Once you find a line containing the word "item" in the entries below, copy it.

· · · · · · ·

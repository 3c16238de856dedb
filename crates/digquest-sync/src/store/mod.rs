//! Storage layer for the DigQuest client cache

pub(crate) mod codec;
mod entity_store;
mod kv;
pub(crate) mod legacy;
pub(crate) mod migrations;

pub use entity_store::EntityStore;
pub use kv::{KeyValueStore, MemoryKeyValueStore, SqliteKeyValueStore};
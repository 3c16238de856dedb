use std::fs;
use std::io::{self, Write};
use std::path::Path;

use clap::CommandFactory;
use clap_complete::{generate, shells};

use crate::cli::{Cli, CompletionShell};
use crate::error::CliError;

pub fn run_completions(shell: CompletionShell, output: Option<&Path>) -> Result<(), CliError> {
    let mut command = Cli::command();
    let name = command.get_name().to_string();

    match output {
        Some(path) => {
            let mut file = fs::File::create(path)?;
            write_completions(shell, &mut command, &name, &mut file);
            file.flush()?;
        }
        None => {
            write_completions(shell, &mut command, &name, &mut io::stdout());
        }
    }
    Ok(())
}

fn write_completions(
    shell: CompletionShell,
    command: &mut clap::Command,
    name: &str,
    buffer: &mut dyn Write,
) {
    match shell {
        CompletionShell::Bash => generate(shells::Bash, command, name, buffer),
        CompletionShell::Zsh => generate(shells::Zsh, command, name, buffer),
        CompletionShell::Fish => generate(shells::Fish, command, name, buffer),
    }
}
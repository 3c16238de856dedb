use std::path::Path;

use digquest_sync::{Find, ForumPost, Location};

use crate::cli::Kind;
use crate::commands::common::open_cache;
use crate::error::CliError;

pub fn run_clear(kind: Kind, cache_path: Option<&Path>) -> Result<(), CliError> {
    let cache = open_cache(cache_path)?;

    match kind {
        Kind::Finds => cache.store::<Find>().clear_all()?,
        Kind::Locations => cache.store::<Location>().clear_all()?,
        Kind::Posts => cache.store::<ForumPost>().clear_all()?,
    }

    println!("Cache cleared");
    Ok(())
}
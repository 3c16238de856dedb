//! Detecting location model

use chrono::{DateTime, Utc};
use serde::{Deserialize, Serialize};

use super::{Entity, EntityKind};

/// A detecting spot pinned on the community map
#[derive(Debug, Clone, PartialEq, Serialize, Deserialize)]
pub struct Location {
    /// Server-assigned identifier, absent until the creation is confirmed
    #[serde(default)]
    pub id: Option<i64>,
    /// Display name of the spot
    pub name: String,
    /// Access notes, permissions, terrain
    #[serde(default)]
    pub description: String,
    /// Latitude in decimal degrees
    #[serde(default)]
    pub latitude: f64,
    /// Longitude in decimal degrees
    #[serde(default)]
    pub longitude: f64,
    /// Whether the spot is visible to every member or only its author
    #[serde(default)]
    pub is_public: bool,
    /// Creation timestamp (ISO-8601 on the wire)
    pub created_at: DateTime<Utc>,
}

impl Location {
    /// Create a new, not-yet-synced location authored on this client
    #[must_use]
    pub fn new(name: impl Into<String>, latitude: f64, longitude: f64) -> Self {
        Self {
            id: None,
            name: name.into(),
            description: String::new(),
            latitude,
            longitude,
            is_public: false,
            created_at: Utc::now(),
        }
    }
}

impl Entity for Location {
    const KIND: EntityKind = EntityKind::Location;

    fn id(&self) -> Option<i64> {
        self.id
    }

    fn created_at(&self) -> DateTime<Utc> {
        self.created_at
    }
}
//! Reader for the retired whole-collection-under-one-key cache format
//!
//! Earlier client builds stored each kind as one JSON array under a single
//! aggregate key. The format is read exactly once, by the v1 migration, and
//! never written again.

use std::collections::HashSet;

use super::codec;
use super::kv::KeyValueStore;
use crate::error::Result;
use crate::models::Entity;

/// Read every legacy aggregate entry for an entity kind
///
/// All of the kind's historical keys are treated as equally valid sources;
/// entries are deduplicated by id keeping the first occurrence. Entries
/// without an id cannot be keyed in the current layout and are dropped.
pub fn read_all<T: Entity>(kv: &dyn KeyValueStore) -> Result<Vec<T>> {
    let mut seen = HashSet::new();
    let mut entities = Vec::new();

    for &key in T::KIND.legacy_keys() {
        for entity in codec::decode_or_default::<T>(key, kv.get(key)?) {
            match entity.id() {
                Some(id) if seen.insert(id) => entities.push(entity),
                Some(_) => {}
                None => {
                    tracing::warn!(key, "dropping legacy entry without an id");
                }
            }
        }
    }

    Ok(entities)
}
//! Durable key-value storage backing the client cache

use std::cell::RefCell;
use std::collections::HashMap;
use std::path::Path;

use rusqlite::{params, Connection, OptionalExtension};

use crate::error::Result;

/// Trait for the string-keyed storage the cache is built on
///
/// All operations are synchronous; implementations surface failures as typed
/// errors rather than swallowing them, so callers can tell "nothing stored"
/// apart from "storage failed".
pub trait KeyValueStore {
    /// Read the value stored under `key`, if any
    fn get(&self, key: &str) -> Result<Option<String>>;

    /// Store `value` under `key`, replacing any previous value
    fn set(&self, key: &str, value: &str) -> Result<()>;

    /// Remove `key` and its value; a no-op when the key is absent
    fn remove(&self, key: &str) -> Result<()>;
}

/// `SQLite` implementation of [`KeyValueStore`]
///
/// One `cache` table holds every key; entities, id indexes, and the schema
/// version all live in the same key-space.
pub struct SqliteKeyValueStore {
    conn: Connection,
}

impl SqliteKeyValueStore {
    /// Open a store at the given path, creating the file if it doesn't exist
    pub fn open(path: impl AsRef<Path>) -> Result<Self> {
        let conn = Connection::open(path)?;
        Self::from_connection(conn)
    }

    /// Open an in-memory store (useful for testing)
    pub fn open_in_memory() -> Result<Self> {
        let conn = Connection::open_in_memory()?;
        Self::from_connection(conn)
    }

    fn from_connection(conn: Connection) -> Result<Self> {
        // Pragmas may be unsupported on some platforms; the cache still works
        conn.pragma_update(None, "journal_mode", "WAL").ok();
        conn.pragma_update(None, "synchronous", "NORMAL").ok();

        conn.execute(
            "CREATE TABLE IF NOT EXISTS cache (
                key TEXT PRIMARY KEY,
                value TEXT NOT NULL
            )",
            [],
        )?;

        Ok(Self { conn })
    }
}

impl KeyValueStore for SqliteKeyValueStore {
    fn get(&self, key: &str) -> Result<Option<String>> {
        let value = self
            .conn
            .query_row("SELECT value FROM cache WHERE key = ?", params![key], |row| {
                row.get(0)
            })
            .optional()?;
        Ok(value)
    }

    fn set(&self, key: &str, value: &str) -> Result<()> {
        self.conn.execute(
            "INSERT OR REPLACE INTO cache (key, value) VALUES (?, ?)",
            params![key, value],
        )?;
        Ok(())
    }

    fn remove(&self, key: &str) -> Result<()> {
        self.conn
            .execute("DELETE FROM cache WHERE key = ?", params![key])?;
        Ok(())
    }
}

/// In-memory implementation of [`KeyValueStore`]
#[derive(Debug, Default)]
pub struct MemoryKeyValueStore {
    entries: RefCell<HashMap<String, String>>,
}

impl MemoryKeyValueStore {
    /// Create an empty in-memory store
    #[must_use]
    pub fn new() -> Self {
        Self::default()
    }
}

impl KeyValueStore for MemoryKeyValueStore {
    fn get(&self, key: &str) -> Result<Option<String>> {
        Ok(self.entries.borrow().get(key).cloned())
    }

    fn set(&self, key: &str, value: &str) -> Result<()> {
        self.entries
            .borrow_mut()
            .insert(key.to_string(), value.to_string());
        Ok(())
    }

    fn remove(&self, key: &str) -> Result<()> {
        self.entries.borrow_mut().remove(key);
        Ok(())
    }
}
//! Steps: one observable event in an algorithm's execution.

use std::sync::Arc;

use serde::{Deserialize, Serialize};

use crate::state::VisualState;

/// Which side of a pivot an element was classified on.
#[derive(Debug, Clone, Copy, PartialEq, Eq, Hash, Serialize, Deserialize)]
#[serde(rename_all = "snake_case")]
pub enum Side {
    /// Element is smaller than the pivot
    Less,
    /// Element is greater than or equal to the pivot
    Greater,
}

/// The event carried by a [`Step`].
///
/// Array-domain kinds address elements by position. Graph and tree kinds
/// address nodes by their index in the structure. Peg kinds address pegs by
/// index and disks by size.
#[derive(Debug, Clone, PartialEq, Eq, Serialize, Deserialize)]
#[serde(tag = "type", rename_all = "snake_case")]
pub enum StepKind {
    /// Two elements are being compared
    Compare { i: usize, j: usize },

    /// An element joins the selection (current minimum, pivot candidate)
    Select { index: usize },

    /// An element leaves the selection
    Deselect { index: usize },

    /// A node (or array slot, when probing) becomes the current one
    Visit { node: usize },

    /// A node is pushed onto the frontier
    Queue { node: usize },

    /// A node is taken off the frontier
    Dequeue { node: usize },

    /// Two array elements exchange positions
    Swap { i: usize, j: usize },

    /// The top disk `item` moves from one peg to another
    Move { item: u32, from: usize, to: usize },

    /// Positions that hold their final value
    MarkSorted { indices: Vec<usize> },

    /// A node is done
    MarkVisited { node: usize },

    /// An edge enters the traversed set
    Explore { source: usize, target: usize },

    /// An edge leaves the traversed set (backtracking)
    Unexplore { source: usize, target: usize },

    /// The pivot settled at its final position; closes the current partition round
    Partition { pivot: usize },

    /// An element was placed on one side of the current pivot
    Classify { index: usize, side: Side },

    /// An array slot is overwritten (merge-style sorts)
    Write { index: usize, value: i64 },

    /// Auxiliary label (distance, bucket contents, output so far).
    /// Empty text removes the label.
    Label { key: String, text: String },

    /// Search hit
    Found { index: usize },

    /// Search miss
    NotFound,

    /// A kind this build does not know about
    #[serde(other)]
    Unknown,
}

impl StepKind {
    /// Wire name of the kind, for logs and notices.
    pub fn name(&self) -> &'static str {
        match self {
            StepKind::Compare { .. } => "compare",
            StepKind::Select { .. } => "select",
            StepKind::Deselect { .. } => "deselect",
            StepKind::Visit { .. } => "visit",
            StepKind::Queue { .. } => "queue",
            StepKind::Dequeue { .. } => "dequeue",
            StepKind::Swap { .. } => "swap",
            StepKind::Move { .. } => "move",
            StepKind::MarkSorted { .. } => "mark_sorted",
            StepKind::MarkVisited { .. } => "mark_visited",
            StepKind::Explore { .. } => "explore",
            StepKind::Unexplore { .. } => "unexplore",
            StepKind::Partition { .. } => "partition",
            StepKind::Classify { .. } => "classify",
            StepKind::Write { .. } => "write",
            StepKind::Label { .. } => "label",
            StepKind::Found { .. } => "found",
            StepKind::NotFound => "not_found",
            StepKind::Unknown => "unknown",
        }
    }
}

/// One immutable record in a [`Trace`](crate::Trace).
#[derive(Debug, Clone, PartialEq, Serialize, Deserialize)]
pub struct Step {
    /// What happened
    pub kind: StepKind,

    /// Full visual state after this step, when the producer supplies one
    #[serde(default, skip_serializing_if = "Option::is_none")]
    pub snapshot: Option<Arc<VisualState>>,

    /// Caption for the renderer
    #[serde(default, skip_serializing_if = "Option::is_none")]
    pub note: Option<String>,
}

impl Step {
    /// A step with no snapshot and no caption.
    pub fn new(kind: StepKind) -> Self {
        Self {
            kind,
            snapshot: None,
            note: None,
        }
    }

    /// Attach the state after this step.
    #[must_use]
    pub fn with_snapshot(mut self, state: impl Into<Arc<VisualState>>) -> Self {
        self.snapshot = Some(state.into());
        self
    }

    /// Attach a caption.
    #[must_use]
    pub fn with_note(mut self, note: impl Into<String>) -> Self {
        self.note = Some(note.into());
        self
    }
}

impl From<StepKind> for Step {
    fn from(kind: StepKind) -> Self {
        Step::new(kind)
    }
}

· · · · · · ·

▶ [Solution to this problem]:
    /// The top disk `item` moves from one peg to another
    Move { item: u32, from: usize, to: usize },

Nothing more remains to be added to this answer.